Lebih jauh, untuk memahami proses integrasi Eropa dalam kacamata
neofungsionalisme, Rosamond mengajukan kembali proposisi-proposisinya,
yaitu: a. Integrasi pada awalnya dimulai dari bidang-bidang low politics, tetapi
megambil sektor yang strategis, yaitu batubara dan baja; b. integrasi menciptakan
otoritas tinggi (high authority) tanpa mengurangi kandungan dari kepentingan
nasional dan memberikan keleluasan negara-negara anggota untuk bertindak

sebagai pendorong integrasi; c. integrasi dalam sektor-sektor ekonomi utama antar
negara akan menciptakan tekanan-tekanan fungsional dalam sektor-sektor
ekonomi lainnya. Momentum ini akan berlanjut dengan panduan yang dimainkan
oleh high authority; d. integrasi yang semakin kuat tidak hanya didorong oleh
otoritas tinggi. Di sini secara bertahap, berdasarkan kepentigan-kepetingan sosial
yang mana loyalitas semula diarahkan pada otoritas nasional perlahan bergeser
pada otoritas yang lebih tinggi ketika kepentingan material mereka bisa dipenuhi
melalui integrasi. Kepentingan ini menjadi kepentingan tetap dalam sistem Eropa
seiring dengan kerangka supranasional baru yang mulai bekerja; e. semakin
kuatnya integrasi dalam bidang ekonomi, maka diperlukan institusional lebih jauh
seperti juga integrasi yang semakin luas memerlukan kompleksitas dalam
pengaturannya.
Melihat proposisi tersebut, dengan kata lain, integrasi politik adalah akibat
sampingan yang tidak bisa dihindarkan dari integrasi ekonomi, selanjutnya,
integrasi ekonomi secara bertahap akan diikuti oleh suatu tingkatan institusional
supranasional, dan sebagai jalan yang efektif untuk menuju perdamaian jangka
panjang di Eropa.

Objek Penulisan
Profil Uni Eropa

Negara-negara anggota Uni Eropa merupakan sebuah organisasi
antarpeerintah dan supranasional yang beranggotakan 27 negara Eropa Barat.
Yang dimaksud dengan organisasi supra-nasional adalah suatu pengaturan yang
mana pemerintahan nasional menyerahkan kedaulatannya kepada badan
pemerintahan internasional.
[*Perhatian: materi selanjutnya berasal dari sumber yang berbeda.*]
use anyhow::{Context, Result};
use pedisim_sim::simulation::{
    Configuration, DemographyConfig, Environment, ExecutionConfig, GeneticsConfig,
    SelectionConfig,
};

use crate::args::InitArgs;
use crate::printing::print_parameters;

pub fn init_simulation(args: &InitArgs) -> Result<()> {
    println!("🧬 Pedisim - Age-Structured Population Simulator");
    println!("============================================\n");

    let config = build_config(args)?;
    config
        .validate()
        .map_err(|e| anyhow::anyhow!("Invalid configuration: {e}"))?;

    println!("Configuration:");
    print_parameters(&config);

    let json = serde_json::to_string_pretty(&config).context("Failed to serialize configuration")?;
    std::fs::write(&args.output, json)
        .with_context(|| format!("Failed to write {}", args.output.display()))?;

    println!("✓ Configuration written: {}", args.output.display());
    println!("\nSimulation initialized successfully!");
    println!(
        "\n💡 Use 'pedisim run -c {}' to start the simulation",
        args.output.display()
    );

    Ok(())
}

pub fn build_config(args: &InitArgs) -> Result<Configuration> {
    if args.end_year < args.start_year {
        anyhow::bail!(
            "End year {} precedes start year {}",
            args.end_year,
            args.start_year
        );
    }
    let years = args.start_year..=args.end_year;

    let environment = match (args.shift_year, args.shift_value) {
        (Some(shift_year), Some(value)) => {
            if !years.contains(&shift_year) {
                anyhow::bail!(
                    "Shift year {shift_year} is outside the simulated years {}..={}",
                    args.start_year,
                    args.end_year
                );
            }
            match args.shift_duration {
                Some(duration) => Environment::pulse(years, shift_year, duration, args.theta, value),
                None => Environment::step_change(years, shift_year, args.theta, value),
            }
        }
        (None, None) => Environment::constant(args.theta),
        _ => anyhow::bail!("--shift-year and --shift-value must be provided together"),
    };

    Ok(Configuration {
        execution: ExecutionConfig {
            start_year: args.start_year,
            end_year: args.end_year,
            seed: args.seed,
        },
        demography: DemographyConfig {
            maturity: args.maturity,
            baserepro: args.baserepro,
            reprovarf: args.reprovarf,
            reprovarm: args.reprovarm,
            carrying_capacity: args.carrying_capacity,
            founders: args.founders,
            regulation_strength: args.regulation_strength,
        },
        genetics: GeneticsConfig {
            vp: args.vp,
            va: args.va,
        },
        selection: SelectionConfig {
            omega: args.omega,
            environment,
        },
        senescence: Default::default(),
    })
}

#[cfg(test)]
mod tests {
    use super::*;
    use crate::defaults;
    use std::path::PathBuf;

    fn default_args() -> InitArgs {
        InitArgs {
            output: PathBuf::from(defaults::CONFIG_FILE),
            start_year: defaults::START_YEAR,
            end_year: defaults::END_YEAR,
            seed: None,
            maturity: defaults::MATURITY,
            baserepro: defaults::BASEREPRO,
            reprovarf: defaults::REPROVARF,
            reprovarm: defaults::REPROVARM,
            carrying_capacity: defaults::CARRYING_CAPACITY,
            founders: None,
            regulation_strength: defaults::REGULATION_STRENGTH,
            vp: defaults::VP,
            va: defaults::VA,
            omega: defaults::OMEGA,
            theta: defaults::THETA,
            shift_year: None,
            shift_value: None,
            shift_duration: None,
        }
    }

    #[test]
    fn test_build_config_defaults() {
        let config = build_config(&default_args()).unwrap();
        assert_eq!(config, Configuration::default());
        assert!(config.validate().is_ok());
    }

    #[test]
    fn test_build_config_permanent_shift() {
        let args = InitArgs {
            end_year: 10,
            shift_year: Some(6),
            shift_value: Some(1.5),
            ..default_args()
        };
        let config = build_config(&args).unwrap();
        assert_eq!(config.theta(5), 0.0);
        assert_eq!(config.theta(6), 1.5);
        assert_eq!(config.theta(10), 1.5);
        assert!(config.validate().is_ok());
    }

    #[test]
    fn test_build_config_pulse() {
        let args = InitArgs {
            end_year: 10,
            theta: 0.5,
            shift_year: Some(4),
            shift_value: Some(2.0),
            shift_duration: Some(2),
            ..default_args()
        };
        let config = build_config(&args).unwrap();
        let thetas: Vec<f64> = config.years().map(|y| config.theta(y)).collect();
        assert_eq!(
            thetas,
            vec![0.5, 0.5, 0.5, 2.0, 2.0, 0.5, 0.5, 0.5, 0.5, 0.5]
        );
    }

    #[test]
    fn test_build_config_rejects_bad_years() {
        let args = InitArgs {
            start_year: 10,
            end_year: 5,
            ..default_args()
        };
        assert!(build_config(&args).is_err());

        let args = InitArgs {
            end_year: 10,
            shift_year: Some(20),
            shift_value: Some(1.0),
            ..default_args()
        };
        assert!(build_config(&args).is_err());
    }
}
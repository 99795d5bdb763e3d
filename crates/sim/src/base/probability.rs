use std::fmt;
use std::ops::Mul;

use serde::{Deserialize, Serialize};

/// A probability constrained to the range [0.0, 1.0].
///
/// Survival components (senescence, selection) are expressed as
/// `Probability` values and composed by multiplication.
#[derive(Debug, Clone, Copy, PartialEq, PartialOrd, Serialize, Deserialize)]
pub struct Probability(f64);

impl Probability {
    /// Certain event.
    pub const ONE: Probability = Probability(1.0);

    /// Impossible event.
    pub const ZERO: Probability = Probability(0.0);

    /// Creates a new Probability, clamping the input to [0.0, 1.0].
    ///
    /// NaN maps to 0.0.
    pub fn new(value: f64) -> Self {
        if value.is_nan() {
            return Self::ZERO;
        }
        Self(value.clamp(0.0, 1.0))
    }

    /// Returns the inner f64 value.
    #[inline]
    pub fn get(self) -> f64 {
        self.0
    }

    /// Bernoulli trial: `true` with this probability.
    ///
    /// Consumes exactly one uniform draw so that the number of draws taken
    /// from a stream does not depend on the probability value.
    pub fn sample<R: rand::Rng + ?Sized>(self, rng: &mut R) -> bool {
        rng.random::<f64>() < self.0
    }
}

impl From<Probability> for f64 {
    fn from(p: Probability) -> Self {
        p.0
    }
}

impl From<f64> for Probability {
    fn from(value: f64) -> Self {
        Self::new(value)
    }
}

impl Default for Probability {
    fn default() -> Self {
        Self::ONE
    }
}

impl fmt::Display for Probability {
    fn fmt(&self, f: &mut fmt::Formatter<'_>) -> fmt::Result {
        write!(f, "{}", self.0)
    }
}

impl Mul for Probability {
    type Output = Self;

    /// Joint probability of two independent events.
    fn mul(self, rhs: Self) -> Self::Output {
        Probability::new(self.0 * rhs.0)
    }
}
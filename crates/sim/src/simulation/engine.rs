//! The yearly life-cycle loop.
//!
//! Each call to [`Simulation::step`] resolves one year through four stages,
//! each completed for every individual before the next begins:
//!
//! 1. **Age**: ages follow from birth years and the year counter.
//! 2. **Survive**: one Bernoulli draw per living individual with probability
//!    `maxSurvival(age) * selectionFactor(z, theta)`; failures move to the
//!    mortality ledger.
//! 3. **Reproduce**: mature females draw litters scaled by the density
//!    regulation factor; every offspring picks a sire among the mature males
//!    and inherits a breeding value around the parental midpoint.
//! 4. **Advance**: the cohort receives sequential identifiers, joins the living
//!    set and the History, and the year counter moves on.
//!
//! Survival draws, male mating weights, and litters run in parallel. Every
//! draw comes from a stream keyed by the individual's identifier, so results
//! do not depend on the number of threads.

use crate::base::{RngStreams, Stage};
use crate::errors::SimulationError;
use crate::evolution::{
    GaussianSelection, GeneticsModel, MatingPool, PopulationRegulator, ReproductionModel,
    SenescenceModel,
};
use crate::genome::{Individual, IndividualId, Sex};
use crate::simulation::{Configuration, History, Population};
use rayon::prelude::*;
use serde::{Deserialize, Serialize};
use std::fmt;
use std::ops::ControlFlow;
use std::sync::Arc;

/// Census of one simulated year.
#[derive(Debug, Clone, PartialEq, Serialize, Deserialize)]
pub struct YearSummary {
    pub year: i64,
    /// Optimum phenotype of the year
    pub theta: f64,
    /// Living individuals at the start of the year
    pub entering: usize,
    /// Individuals that failed their survival draw
    pub deaths: usize,
    /// Individuals alive after survival
    pub survivors: usize,
    /// Density regulation factor applied to litter sizes
    pub regulation: f64,
    /// Size of the new cohort
    pub births: usize,
    /// Living individuals at the end of the year
    pub size: usize,
    /// Mean breeding value of the living set at the end of the year
    pub mean_breeding_value: Option<f64>,
    /// Mean phenotype of the living set at the end of the year
    pub mean_phenotype: Option<f64>,
}

/// How a call to [`Simulation::run_with`] ended.
#[derive(Debug, Clone, Copy, PartialEq, Eq)]
pub enum RunOutcome {
    /// Every year up to the end year was simulated.
    Completed,
    /// The observer stopped the run after `year`.
    Aborted { year: i64 },
}

/// Offspring drawn for one mother, before identifiers are assigned.
struct Birth {
    dam: IndividualId,
    sire: IndividualId,
    sex: Sex,
    breeding_value: f64,
    phenotype: f64,
}

/// Main simulation engine.
pub struct Simulation {
    config: Configuration,
    senescence: Arc<dyn SenescenceModel>,
    selection: GaussianSelection,
    genetics: GeneticsModel,
    reproduction: ReproductionModel,
    regulator: PopulationRegulator,
    streams: RngStreams,
    population: Population,
    history: History,
    census: Vec<YearSummary>,
    /// Next year to simulate
    year: i64,
    extinct: bool,
}

impl fmt::Debug for Simulation {
    fn fmt(&self, f: &mut fmt::Formatter<'_>) -> fmt::Result {
        f.debug_struct("Simulation")
            .field("year", &self.year)
            .field("seed", &self.streams.seed())
            .field("population", &self.population.size())
            .field("history", &self.history.len())
            .finish_non_exhaustive()
    }
}

impl Simulation {
    /// Create a simulation using the configured senescence curve.
    ///
    /// # Errors
    /// Returns [`SimulationError::Configuration`] if the configuration is
    /// invalid; no individual is created in that case.
    pub fn new(config: Configuration) -> Result<Self, SimulationError> {
        config.senescence.validate()?;
        let senescence = Arc::new(config.senescence.clone());
        Self::with_senescence(config, senescence)
    }

    /// Create a simulation with a custom senescence model.
    ///
    /// The `senescence` field of the configuration is ignored and not
    /// validated.
    pub fn with_senescence(
        mut config: Configuration,
        senescence: Arc<dyn SenescenceModel>,
    ) -> Result<Self, SimulationError> {
        config.validate_parameters()?;
        let selection = config.selection_model()?;
        let genetics = config.genetics_model()?;
        let reproduction = config.reproduction_model()?;
        let regulator = config.regulator()?;

        let seed = *config
            .execution
            .seed
            .get_or_insert_with(RngStreams::random_seed);
        let streams = RngStreams::new(seed);
        let start = config.execution.start_year;

        let founders: Vec<Individual> = (1..=config.founder_count() as u64)
            .into_par_iter()
            .map(|id| {
                let mut rng = streams.stream(Stage::Founder, start, id);
                let sex = Sex::sample(&mut rng);
                let (a, z) = genetics.founder(&mut rng);
                Individual::founder(IndividualId(id), start, sex, a, z)
            })
            .collect();

        let mut history = History::new();
        for founder in &founders {
            history.push(founder.clone());
        }

        tracing::info!(
            seed,
            start,
            end = config.execution.end_year,
            founders = founders.len(),
            "Initialized simulation"
        );

        Ok(Self {
            selection,
            genetics,
            reproduction,
            regulator,
            streams,
            population: Population::new(founders),
            history,
            census: Vec::with_capacity(config.n_years()),
            year: start,
            extinct: false,
            senescence,
            config,
        })
    }

    /// The configuration, with the resolved seed.
    pub fn configuration(&self) -> &Configuration {
        &self.config
    }

    /// The master seed of the run.
    pub fn seed(&self) -> u64 {
        self.streams.seed()
    }

    /// The living set.
    pub fn population(&self) -> &Population {
        &self.population
    }

    /// Every individual created so far.
    pub fn history(&self) -> &History {
        &self.history
    }

    /// One summary per simulated year.
    pub fn census(&self) -> &[YearSummary] {
        &self.census
    }

    /// Next year to be simulated.
    pub fn current_year(&self) -> i64 {
        self.year
    }

    /// True once the end year has been simulated.
    pub fn is_finished(&self) -> bool {
        self.year > self.config.execution.end_year
    }

    /// Consume the simulation and return its History.
    pub fn into_history(self) -> History {
        self.history
    }

    /// Simulate one year.
    ///
    /// # Errors
    /// Returns [`SimulationError::Finished`] when called after the end year,
    /// or [`SimulationError::Distribution`] if a sampler fails.
    pub fn step(&mut self) -> Result<YearSummary, SimulationError> {
        if self.is_finished() {
            return Err(SimulationError::Finished(self.config.execution.end_year));
        }
        let year = self.year;
        let theta = self.config.theta(year);
        let entering = self.population.size();

        // Survive
        let alive = self.population.draw_survival(
            year,
            theta,
            self.senescence.as_ref(),
            &self.selection,
            &self.streams,
        );
        let dead = self.population.retain_survivors(&alive);
        for id in &dead {
            self.history.record_death(*id, year);
        }
        let survivors = self.population.size();

        // Reproduce
        let regulation = self
            .regulator
            .factor(entering, self.config.demography.carrying_capacity);
        let births = self.reproduce(year, regulation)?;

        // Advance
        let mut next_id = self.history.next_id();
        let cohort: Vec<Individual> = births
            .into_iter()
            .map(|b| {
                let id = next_id;
                next_id = IndividualId(id.get() + 1);
                Individual::offspring(
                    id,
                    b.dam,
                    b.sire,
                    year,
                    b.sex,
                    b.breeding_value,
                    b.phenotype,
                )
            })
            .collect();
        let n_births = cohort.len();
        for ind in &cohort {
            self.history.push(ind.clone());
        }
        self.population.extend(cohort);
        self.year += 1;

        let summary = YearSummary {
            year,
            theta,
            entering,
            deaths: dead.len(),
            survivors,
            regulation,
            births: n_births,
            size: self.population.size(),
            mean_breeding_value: self.population.mean_breeding_value(),
            mean_phenotype: self.population.mean_phenotype(),
        };

        tracing::debug!(
            year,
            theta,
            entering,
            deaths = summary.deaths,
            births = n_births,
            size = summary.size,
            "Year complete"
        );
        if summary.size == 0 && !self.extinct {
            self.extinct = true;
            tracing::warn!(year, "Population went extinct");
        }

        self.census.push(summary.clone());
        Ok(summary)
    }

    /// Draw this year's cohort from the survivors.
    fn reproduce(&self, year: i64, regulation: f64) -> Result<Vec<Birth>, SimulationError> {
        let maturity = self.config.demography.maturity;
        let sires = self.population.sires(year, maturity);
        let pool = if self.reproduction.reprovarm() > 0.0 {
            let weights = sires
                .par_iter()
                .map(|s| {
                    let mut rng = self.streams.stream(Stage::Mating, year, s.id.get());
                    self.reproduction.mating_weight(&mut rng)
                })
                .collect::<Result<Vec<f64>, _>>()?;
            MatingPool::weighted(sires, &weights)
        } else {
            MatingPool::uniform(sires)
        };

        if pool.is_empty() {
            return Ok(Vec::new());
        }

        let mothers: Vec<&Individual> = self
            .population
            .mature(Sex::Female, year, maturity)
            .collect();
        tracing::trace!(year, sires = pool.len(), mothers = mothers.len(), "Mating pool");

        let litters = mothers
            .par_iter()
            .map(|dam| self.litter(dam, year, regulation, &pool))
            .collect::<Result<Vec<Vec<Birth>>, _>>()?;

        Ok(litters.into_iter().flatten().collect())
    }

    /// Offspring of one mother.
    fn litter(
        &self,
        dam: &Individual,
        year: i64,
        regulation: f64,
        pool: &MatingPool,
    ) -> Result<Vec<Birth>, SimulationError> {
        let mut rng = self
            .streams
            .stream(Stage::Reproduction, year, dam.id().get());
        let size = self.reproduction.litter_size(&mut rng, regulation)?;
        let mut litter = Vec::with_capacity(size as usize);
        for _ in 0..size {
            let Some(sire) = pool.sample(&mut rng) else {
                break;
            };
            let (a, z) = self
                .genetics
                .offspring(&mut rng, dam.breeding_value(), sire.breeding_value);
            litter.push(Birth {
                dam: dam.id(),
                sire: sire.id,
                sex: Sex::sample(&mut rng),
                breeding_value: a,
                phenotype: z,
            });
        }
        Ok(litter)
    }

    /// Run all remaining years.
    pub fn run(&mut self) -> Result<RunOutcome, SimulationError> {
        self.run_with(|_| ControlFlow::Continue(()))
    }

    /// Run all remaining years, calling `observer` after each one.
    ///
    /// Returning [`ControlFlow::Break`] stops the run at that year boundary.
    pub fn run_with<F>(&mut self, mut observer: F) -> Result<RunOutcome, SimulationError>
    where
        F: FnMut(&YearSummary) -> ControlFlow<()>,
    {
        while !self.is_finished() {
            let summary = self.step()?;
            if observer(&summary).is_break() && !self.is_finished() {
                tracing::info!(year = summary.year, "Simulation aborted");
                return Ok(RunOutcome::Aborted { year: summary.year });
            }
        }
        tracing::info!(
            individuals = self.history.len(),
            living = self.population.size(),
            "Simulation complete"
        );
        Ok(RunOutcome::Completed)
    }

    /// Run for at most `years` years.
    pub fn run_for(&mut self, years: usize) -> Result<(), SimulationError> {
        for _ in 0..years {
            if self.is_finished() {
                break;
            }
            self.step()?;
        }
        Ok(())
    }
}

/// Run a full simulation and return its History.
///
/// # Errors
/// Returns [`SimulationError::Configuration`] for invalid parameters.
pub fn simulate(config: Configuration) -> Result<History, SimulationError> {
    let mut sim = Simulation::new(config)?;
    sim.run()?;
    Ok(sim.into_history())
}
Dengan demikian, badan internasional tersebut diakui
sebagai badan yang yang lebih tinggi daripada negara.

4

Pada awalnya pembentukkan kerja sama ekonomi negara-negara Eropa,
hanya 6 negara Eropa yang ikut berpartisipasi di dalamnya. Keenam negara
tersebut di antaranya adalah Belgia, Jerman, Perancis, Italia, Luxemburg, dan
Belanda yang kemudian keenam negara tersebut dianggap sebagai negara-negara
pendiri Uni Eropa. Sejak bergabungnya Krosia pada tanggal 1 Juli 2013, Uni
Eropa memiliki 28 negara anggota sebelum akhirnya Inggris keluar dari Uni
Eropa (Immanuel & Wahyudi, 2016, hal. 19).
Tujuan dibentukya Uni Eropa
Tujuan utama dibentuknya European Community (EU) yang kemudian
bertransformassi menjadi European Union (EU) adalah terciptanya pasar bebas.
Ketentuan-ketentuan khusus yang mengaturnya adalah Pasal 3 (a) yang melarang

adanya cukai; Pasal 3 (b) mengatur Community common commercial policy
seperti dalam bidang pertanian, perikanan, dan transportasi; Pasal 3 (g) secara
khusus mewajibkan Community memasyarakatka9n bahwa persaingan dijamin
dalam internal market tidak terganggu, dan Pasal 3 (h) mengatur tentang
perkiraan tingkat kebutuhan hukum dalam pasar bebas (Immanuel & Wahyudi,
2016, hal. 4).
Bila dilacak dari sejumlah dokumen atau traktat Uni Eropa, persyaratan
keaggotaan Uni Eropa dapat diketahui melalui dua dokumen atau traktat. Pertama,
kriteria geografis yang dirumuskan dalam Treaty Maastricht pada tahun 1992.
Dalam ayat O Traktat Maastricht, hanya negara-negara Eropa saja yang dapat
mengajukan diri sebagai bagian Uni Eropa. Kedua, kriteria politik, ekonomi, dan
legislatif yang dirumuskan dalam Copenhagen Criteria pada tahun 1993 berupa
pemerintahan yang demokratis, penegakan hukum, penegakan hak azasi manusia,
dan penghargaan atas kelompok minoritas. Sementara, indikator ekonomi
diturunkan melalui penerapan ekonomi pasar (Immanuel & Wahyudi, 2016, hal.
22). Berangkat dari hal ini, penulis melihat adanya pencapaian sebuah entitas
komunitas politik, yang lebih besar dari nation state.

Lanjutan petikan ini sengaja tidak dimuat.